This is the seventh in my series of eight blogs telling the life stories of my eight great-grandparents, next up is the wonderfully talented William Tom Wootton.
William Tom Wootton was born on 28th May 1863 to Thomas Wootton and Nicolina Elizabeth Wootton nee Stampa, he was their only child and was born at 106, Carlton Road, Kentish Town, London. A Quick look at Kentish Town around that time and I am unable to find the location, Carlton Road, there is however a Carlton Street which I presume is the right address and maybe just a transcribing error.

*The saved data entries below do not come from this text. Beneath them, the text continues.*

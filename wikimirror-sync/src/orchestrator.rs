//! Phase sequencing for one mirror run.
//!
//! ```text
//! categories ─► pages ─► files?        (ledger: pages, files)
//!                     └► templates? ─► dependencies?   (ledger: templates, dependances)
//! sync: dependencies → templates → pages → upload files → modifications
//! ```
//!
//! Dependencies are always written before the pages that use them. A
//! [`Checkpoint`] runs after every phase; transient title sets are dropped as
//! soon as their last phase is done.

use std::fmt;

use wikimirror_core::{
    CategorySelector, ContentProvider, ModificationRule, Site, SyncOptions, TitleSet,
};

use crate::category;
use crate::error::SyncError;
use crate::file::FileMirror;
use crate::ledger::{self, LedgerKind};
use crate::outcome::BatchReport;
use crate::page::PageSynchronizer;
use crate::resolver;
use crate::transform::TextTransformer;

// ---------------------------------------------------------------------------
// Phases and checkpoints
// ---------------------------------------------------------------------------

#[derive(Debug, Clone, Copy, PartialEq, Eq)]
pub enum Phase {
    ExpandCategories,
    ResolveFiles,
    ResolveTemplates,
    ResolveDependencies,
    SyncDependencies,
    SyncTemplates,
    SyncPages,
    UploadFiles,
    Modifications,
}

impl Phase {
    /// `true` for the phases whose writes count as synchronized pages.
    pub fn is_page_sync(self) -> bool {
        matches!(
            self,
            Phase::SyncDependencies | Phase::SyncTemplates | Phase::SyncPages
        )
    }
}

impl fmt::Display for Phase {
    fn fmt(&self, f: &mut fmt::Formatter<'_>) -> fmt::Result {
        let name = match self {
            Phase::ExpandCategories => "category expansion",
            Phase::ResolveFiles => "file resolution",
            Phase::ResolveTemplates => "template resolution",
            Phase::ResolveDependencies => "template dependency resolution",
            Phase::SyncDependencies => "template dependency sync",
            Phase::SyncTemplates => "template sync",
            Phase::SyncPages => "page sync",
            Phase::UploadFiles => "file upload",
            Phase::Modifications => "modifications",
        };
        f.write_str(name)
    }
}

/// Hook run between phases, e.g. to enforce a memory budget.
pub trait Checkpoint {
    /// Returning an error stops the run after `phase`.
    fn checkpoint(&mut self, phase: Phase) -> Result<(), Box<dyn std::error::Error + Send + Sync>>;
}

/// Checkpoint that never objects.
#[derive(Debug, Default, Clone, Copy)]
pub struct NoCheckpoint;

impl Checkpoint for NoCheckpoint {
    fn checkpoint(&mut self, _phase: Phase) -> Result<(), Box<dyn std::error::Error + Send + Sync>> {
        Ok(())
    }
}

impl<C: Checkpoint + ?Sized> Checkpoint for &mut C {
    fn checkpoint(&mut self, phase: Phase) -> Result<(), Box<dyn std::error::Error + Send + Sync>> {
        (**self).checkpoint(phase)
    }
}

// ---------------------------------------------------------------------------
// Phase results
// ---------------------------------------------------------------------------

/// Title sets computed before anything is written.
#[derive(Debug, Clone, Default, PartialEq, Eq)]
pub struct ResolvedSets {
    pub pages: TitleSet,
    pub files: Option<TitleSet>,
    pub templates: Option<TitleSet>,
    pub dependencies: Option<TitleSet>,
}

/// Outcome of a whole run.
#[derive(Debug)]
pub struct RunReport {
    pub pages_synced: usize,
    pub pages_modified: usize,
    pub files_uploaded: usize,
    pub batches: Vec<BatchReport>,
}

impl RunReport {
    fn from_batches(batches: Vec<BatchReport>) -> Self {
        let sum = |pick: fn(&BatchReport) -> bool| -> usize {
            batches.iter().filter(|b| pick(b)).map(|b| b.written).sum()
        };
        Self {
            pages_synced: sum(|b| b.phase.is_page_sync()),
            pages_modified: sum(|b| b.phase == Phase::Modifications),
            files_uploaded: sum(|b| b.phase == Phase::UploadFiles),
            batches,
        }
    }

    /// Item failures across every batch.
    pub fn failure_count(&self) -> usize {
        self.batches.iter().map(|b| b.failures.len()).sum()
    }
}

// ---------------------------------------------------------------------------
// SyncOrchestrator
// ---------------------------------------------------------------------------

pub struct SyncOrchestrator<'a, P: ?Sized> {
    provider: &'a P,
    options: SyncOptions,
    checkpoint: Box<dyn Checkpoint + 'a>,
}

impl<'a, P: ContentProvider + ?Sized> SyncOrchestrator<'a, P> {
    pub fn new(provider: &'a P, options: SyncOptions) -> Self {
        Self {
            provider,
            options,
            checkpoint: Box::new(NoCheckpoint),
        }
    }

    pub fn with_checkpoint(mut self, checkpoint: impl Checkpoint + 'a) -> Self {
        self.checkpoint = Box::new(checkpoint);
        self
    }

    /// Mirror `pages` plus the category selections from `src` to `dst`,
    /// then apply `rules` to everything synced.
    pub fn run(
        &mut self,
        src: &Site,
        dst: &Site,
        pages: TitleSet,
        categories: &[CategorySelector],
        rules: &[ModificationRule],
    ) -> Result<RunReport, SyncError> {
        let resolved = self.resolve(src, pages, categories)?;
        self.sync(src, dst, resolved, rules)
    }

    /// Expand categories, compute dependency sets, and export the ledger.
    pub fn resolve(
        &mut self,
        src: &Site,
        pages: TitleSet,
        categories: &[CategorySelector],
    ) -> Result<ResolvedSets, SyncError> {
        let export_dir = self.options.export_dir().to_path_buf();

        let pages = category::expand_all(self.provider, src, pages, categories)?;
        ledger::export_at(&export_dir, LedgerKind::Pages, &pages)?;
        self.checkpoint(Phase::ExpandCategories)?;

        let files = if self.options.upload_files() {
            let files = resolver::files_used_by(self.provider, src, &pages)?;
            ledger::export_at(&export_dir, LedgerKind::Files, &files)?;
            self.checkpoint(Phase::ResolveFiles)?;
            Some(files)
        } else {
            None
        };

        let templates = if self.options.sync_templates() {
            let templates = resolver::templates_used_by(self.provider, src, &pages)?;
            ledger::export_at(&export_dir, LedgerKind::Templates, &templates)?;
            self.checkpoint(Phase::ResolveTemplates)?;
            Some(templates)
        } else {
            None
        };

        let dependencies = match &templates {
            Some(templates) if self.options.sync_template_dependencies() => {
                let deps = resolver::templates_used_by(self.provider, src, templates)?;
                ledger::export_at(&export_dir, LedgerKind::Dependencies, &deps)?;
                self.checkpoint(Phase::ResolveDependencies)?;
                Some(deps)
            }
            _ => None,
        };

        Ok(ResolvedSets {
            pages,
            files,
            templates,
            dependencies,
        })
    }

    /// Write everything in `resolved`, most-depended-on first, then upload
    /// files and apply `rules`.
    pub fn sync(
        &mut self,
        src: &Site,
        dst: &Site,
        resolved: ResolvedSets,
        rules: &[ModificationRule],
    ) -> Result<RunReport, SyncError> {
        let ResolvedSets {
            pages,
            files,
            templates,
            dependencies,
        } = resolved;
        let dry_run = self.options.dry_run();
        let pages_syncer = PageSynchronizer::new(self.provider, src, dst)
            .force(self.options.force())
            .dry_run(dry_run);

        let mut batches = Vec::new();
        let mut synced = TitleSet::new();

        let ordered = [
            (Phase::SyncDependencies, "Sync template dependances", dependencies),
            (Phase::SyncTemplates, "Sync template", templates),
            (Phase::SyncPages, "Sync pages", Some(pages)),
        ];
        for (phase, banner, titles) in ordered {
            let Some(titles) = titles else { continue };
            tracing::info!("====== {banner}");
            batches.push(pages_syncer.sync_pages(phase, &titles));
            synced.extend(titles);
            self.checkpoint(phase)?;
        }

        if let Some(files) = files {
            tracing::info!("====== Upload files");
            let mirror = FileMirror::new(self.provider, src, dst).dry_run(dry_run);
            batches.push(mirror.upload_files(&files));
            drop(files);
            self.checkpoint(Phase::UploadFiles)?;
        }

        if !rules.is_empty() {
            tracing::info!("====== Apply modifications");
            let transformer = TextTransformer::new(self.provider, src, dst).dry_run(dry_run);
            batches.push(transformer.apply_modifications(&synced, rules));
            self.checkpoint(Phase::Modifications)?;
        }

        Ok(RunReport::from_batches(batches))
    }

    fn checkpoint(&mut self, phase: Phase) -> Result<(), SyncError> {
        self.checkpoint
            .checkpoint(phase)
            .map_err(|source| SyncError::Checkpoint { phase, source })
    }
}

Nicolina’s Father was Dominic Stampa and he was born in Como, in Italy before he emigrated to Edinburgh in Scotland. The birth was registered by his mother, Nicolina, on the 30th June 1863. This was Nicolina’s second marriage, she had previously been married to a William MacDonald and had three children from this Marriage, who were half siblings to William Tom Wootton.
William Tom Wootton is living in the family home of 9, Platt Street, London by the time of the 1871 census. Also present at the family home were William Tom’s parents, Thomas and Nicolina, along with her two daughters from her first marriage, Mary MacDonald and Willimina Louisa MacDonald along with Nicolina’s older sister Caroline Stampa.
By the 1881 census the family had moved to 23, Hadley Street, St. Pancras and young William Tom Wootton was making his way in the world and working as a Lead Glazier. Also at home at the time were his parents, Thomas Wootton and Nicolina Wootton, William’s half sister Mary MacDonald and Nicolina’s sister Nancy Stampa.
William’s first Marriage was to Elizabeth Ellen Compton on 31st December 1886. At the time of their Marriage they were both 23 years of age. William Tom Wootton’s occupation is listed as a Lead Glazier.
William was living at the same address as Ellen Compton at the time of their Marriage, 83, Malden Road, Maitland Park, St. Pancras. Their Marriage was witnessed by William’s Mother Nicolina Wootton and William’s half sister Williamina Louisa Jones.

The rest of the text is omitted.